*Work to be completed*. Going through the entries below, tally the lines that hold the word "display" and state the result alone.

* * *

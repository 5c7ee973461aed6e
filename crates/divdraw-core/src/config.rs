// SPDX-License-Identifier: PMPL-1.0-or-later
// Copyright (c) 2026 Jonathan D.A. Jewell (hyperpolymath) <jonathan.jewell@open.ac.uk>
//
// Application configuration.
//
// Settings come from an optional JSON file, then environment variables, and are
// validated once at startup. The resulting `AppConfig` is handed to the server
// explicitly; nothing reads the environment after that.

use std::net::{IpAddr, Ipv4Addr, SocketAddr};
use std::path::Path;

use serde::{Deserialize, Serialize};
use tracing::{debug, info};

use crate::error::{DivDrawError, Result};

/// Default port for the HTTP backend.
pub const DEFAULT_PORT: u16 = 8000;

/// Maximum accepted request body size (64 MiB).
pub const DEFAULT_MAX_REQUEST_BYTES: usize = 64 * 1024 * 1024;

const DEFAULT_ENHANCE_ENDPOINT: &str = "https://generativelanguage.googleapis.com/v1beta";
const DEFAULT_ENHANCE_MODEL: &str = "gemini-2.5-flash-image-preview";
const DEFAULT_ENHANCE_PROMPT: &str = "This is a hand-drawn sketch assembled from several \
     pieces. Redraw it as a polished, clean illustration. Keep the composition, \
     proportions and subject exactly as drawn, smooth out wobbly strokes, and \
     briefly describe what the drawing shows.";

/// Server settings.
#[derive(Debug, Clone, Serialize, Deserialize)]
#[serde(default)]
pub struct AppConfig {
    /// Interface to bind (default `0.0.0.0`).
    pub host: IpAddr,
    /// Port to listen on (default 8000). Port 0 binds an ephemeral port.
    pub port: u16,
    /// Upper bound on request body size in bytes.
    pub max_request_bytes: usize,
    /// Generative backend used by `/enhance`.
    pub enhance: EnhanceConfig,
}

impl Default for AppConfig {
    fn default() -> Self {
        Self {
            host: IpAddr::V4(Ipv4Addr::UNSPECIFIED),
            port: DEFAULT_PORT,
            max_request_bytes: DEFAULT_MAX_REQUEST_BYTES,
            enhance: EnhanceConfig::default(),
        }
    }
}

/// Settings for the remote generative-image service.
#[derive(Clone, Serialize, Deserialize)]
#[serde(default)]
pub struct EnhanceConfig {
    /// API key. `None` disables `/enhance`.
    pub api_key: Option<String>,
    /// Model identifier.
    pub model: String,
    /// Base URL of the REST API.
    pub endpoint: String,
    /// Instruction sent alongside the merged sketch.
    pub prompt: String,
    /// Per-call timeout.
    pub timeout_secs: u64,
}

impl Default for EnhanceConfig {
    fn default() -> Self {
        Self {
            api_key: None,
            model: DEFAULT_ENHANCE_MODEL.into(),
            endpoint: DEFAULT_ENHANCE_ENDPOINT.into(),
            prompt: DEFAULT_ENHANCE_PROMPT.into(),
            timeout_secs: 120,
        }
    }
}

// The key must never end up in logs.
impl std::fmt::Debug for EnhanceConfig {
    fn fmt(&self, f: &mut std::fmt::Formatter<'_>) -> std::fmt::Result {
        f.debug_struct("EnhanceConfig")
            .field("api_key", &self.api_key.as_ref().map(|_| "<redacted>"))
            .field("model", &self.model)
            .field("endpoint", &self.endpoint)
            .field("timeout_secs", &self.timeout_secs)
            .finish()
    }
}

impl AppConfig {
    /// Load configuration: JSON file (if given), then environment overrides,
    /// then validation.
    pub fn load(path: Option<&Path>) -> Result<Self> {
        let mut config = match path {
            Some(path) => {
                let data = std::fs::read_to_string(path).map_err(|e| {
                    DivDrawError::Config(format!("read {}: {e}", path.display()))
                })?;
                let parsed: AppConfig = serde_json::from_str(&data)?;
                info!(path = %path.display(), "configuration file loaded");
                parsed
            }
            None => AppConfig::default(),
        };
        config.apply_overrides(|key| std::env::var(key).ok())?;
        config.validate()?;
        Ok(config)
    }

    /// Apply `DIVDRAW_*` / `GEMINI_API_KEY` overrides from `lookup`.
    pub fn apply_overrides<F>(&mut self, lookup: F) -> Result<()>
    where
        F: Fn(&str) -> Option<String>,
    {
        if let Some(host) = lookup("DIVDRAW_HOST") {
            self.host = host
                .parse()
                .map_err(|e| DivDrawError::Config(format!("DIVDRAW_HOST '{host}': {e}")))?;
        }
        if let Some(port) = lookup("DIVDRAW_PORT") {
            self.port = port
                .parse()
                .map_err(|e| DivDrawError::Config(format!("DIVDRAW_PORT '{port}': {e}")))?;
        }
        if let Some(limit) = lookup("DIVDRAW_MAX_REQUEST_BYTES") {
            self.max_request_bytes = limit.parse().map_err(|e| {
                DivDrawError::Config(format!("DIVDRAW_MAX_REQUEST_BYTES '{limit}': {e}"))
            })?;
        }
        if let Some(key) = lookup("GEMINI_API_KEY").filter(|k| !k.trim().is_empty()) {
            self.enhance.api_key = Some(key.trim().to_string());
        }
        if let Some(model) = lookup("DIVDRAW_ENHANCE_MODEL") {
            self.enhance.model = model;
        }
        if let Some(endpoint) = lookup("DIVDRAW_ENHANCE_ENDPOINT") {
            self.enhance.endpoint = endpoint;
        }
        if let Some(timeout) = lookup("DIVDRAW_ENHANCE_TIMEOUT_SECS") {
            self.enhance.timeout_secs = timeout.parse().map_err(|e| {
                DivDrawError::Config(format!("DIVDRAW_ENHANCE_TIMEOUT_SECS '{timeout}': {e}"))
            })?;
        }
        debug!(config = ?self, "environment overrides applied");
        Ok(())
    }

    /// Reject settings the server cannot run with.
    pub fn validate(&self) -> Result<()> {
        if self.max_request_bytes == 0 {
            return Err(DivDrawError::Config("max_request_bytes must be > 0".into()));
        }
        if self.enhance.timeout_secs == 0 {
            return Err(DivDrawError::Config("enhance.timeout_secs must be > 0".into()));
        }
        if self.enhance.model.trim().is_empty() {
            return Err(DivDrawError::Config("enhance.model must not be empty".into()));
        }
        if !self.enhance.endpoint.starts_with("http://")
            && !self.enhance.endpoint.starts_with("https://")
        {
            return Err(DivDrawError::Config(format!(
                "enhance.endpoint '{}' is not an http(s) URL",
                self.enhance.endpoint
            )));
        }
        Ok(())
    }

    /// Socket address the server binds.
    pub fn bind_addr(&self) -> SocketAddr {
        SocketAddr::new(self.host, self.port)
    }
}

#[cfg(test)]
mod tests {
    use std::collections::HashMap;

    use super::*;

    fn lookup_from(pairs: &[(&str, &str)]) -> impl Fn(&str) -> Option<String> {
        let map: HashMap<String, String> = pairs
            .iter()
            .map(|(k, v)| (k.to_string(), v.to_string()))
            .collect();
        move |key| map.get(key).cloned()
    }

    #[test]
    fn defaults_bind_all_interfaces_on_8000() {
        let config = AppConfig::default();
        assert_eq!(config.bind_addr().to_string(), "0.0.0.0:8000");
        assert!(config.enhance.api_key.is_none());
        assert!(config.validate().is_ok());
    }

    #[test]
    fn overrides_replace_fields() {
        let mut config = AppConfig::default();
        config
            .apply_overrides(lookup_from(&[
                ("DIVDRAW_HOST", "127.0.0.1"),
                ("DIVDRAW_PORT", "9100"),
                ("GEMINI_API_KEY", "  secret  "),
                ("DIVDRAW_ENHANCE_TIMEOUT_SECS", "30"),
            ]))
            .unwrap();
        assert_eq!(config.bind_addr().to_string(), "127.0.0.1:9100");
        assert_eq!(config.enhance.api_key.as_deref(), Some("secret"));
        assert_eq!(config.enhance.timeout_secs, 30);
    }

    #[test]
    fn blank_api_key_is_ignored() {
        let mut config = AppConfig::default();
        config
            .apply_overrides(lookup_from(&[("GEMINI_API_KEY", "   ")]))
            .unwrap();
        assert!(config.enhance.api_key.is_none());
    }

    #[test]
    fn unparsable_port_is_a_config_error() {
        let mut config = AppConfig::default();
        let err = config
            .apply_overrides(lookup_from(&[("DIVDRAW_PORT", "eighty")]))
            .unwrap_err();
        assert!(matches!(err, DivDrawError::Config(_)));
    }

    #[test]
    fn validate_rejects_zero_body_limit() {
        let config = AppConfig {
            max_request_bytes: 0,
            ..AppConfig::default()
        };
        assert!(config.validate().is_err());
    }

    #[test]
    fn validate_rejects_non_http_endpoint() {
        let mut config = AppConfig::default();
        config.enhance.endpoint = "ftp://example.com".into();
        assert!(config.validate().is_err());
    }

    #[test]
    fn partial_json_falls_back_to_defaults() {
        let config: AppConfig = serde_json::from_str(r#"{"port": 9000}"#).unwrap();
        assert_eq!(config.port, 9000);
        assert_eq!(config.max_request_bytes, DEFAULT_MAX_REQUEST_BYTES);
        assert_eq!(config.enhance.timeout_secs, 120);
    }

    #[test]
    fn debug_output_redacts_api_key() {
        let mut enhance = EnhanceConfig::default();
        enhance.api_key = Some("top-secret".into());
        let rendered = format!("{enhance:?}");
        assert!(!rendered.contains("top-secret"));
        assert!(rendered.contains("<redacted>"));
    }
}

* * *

*Exercise answer*. 2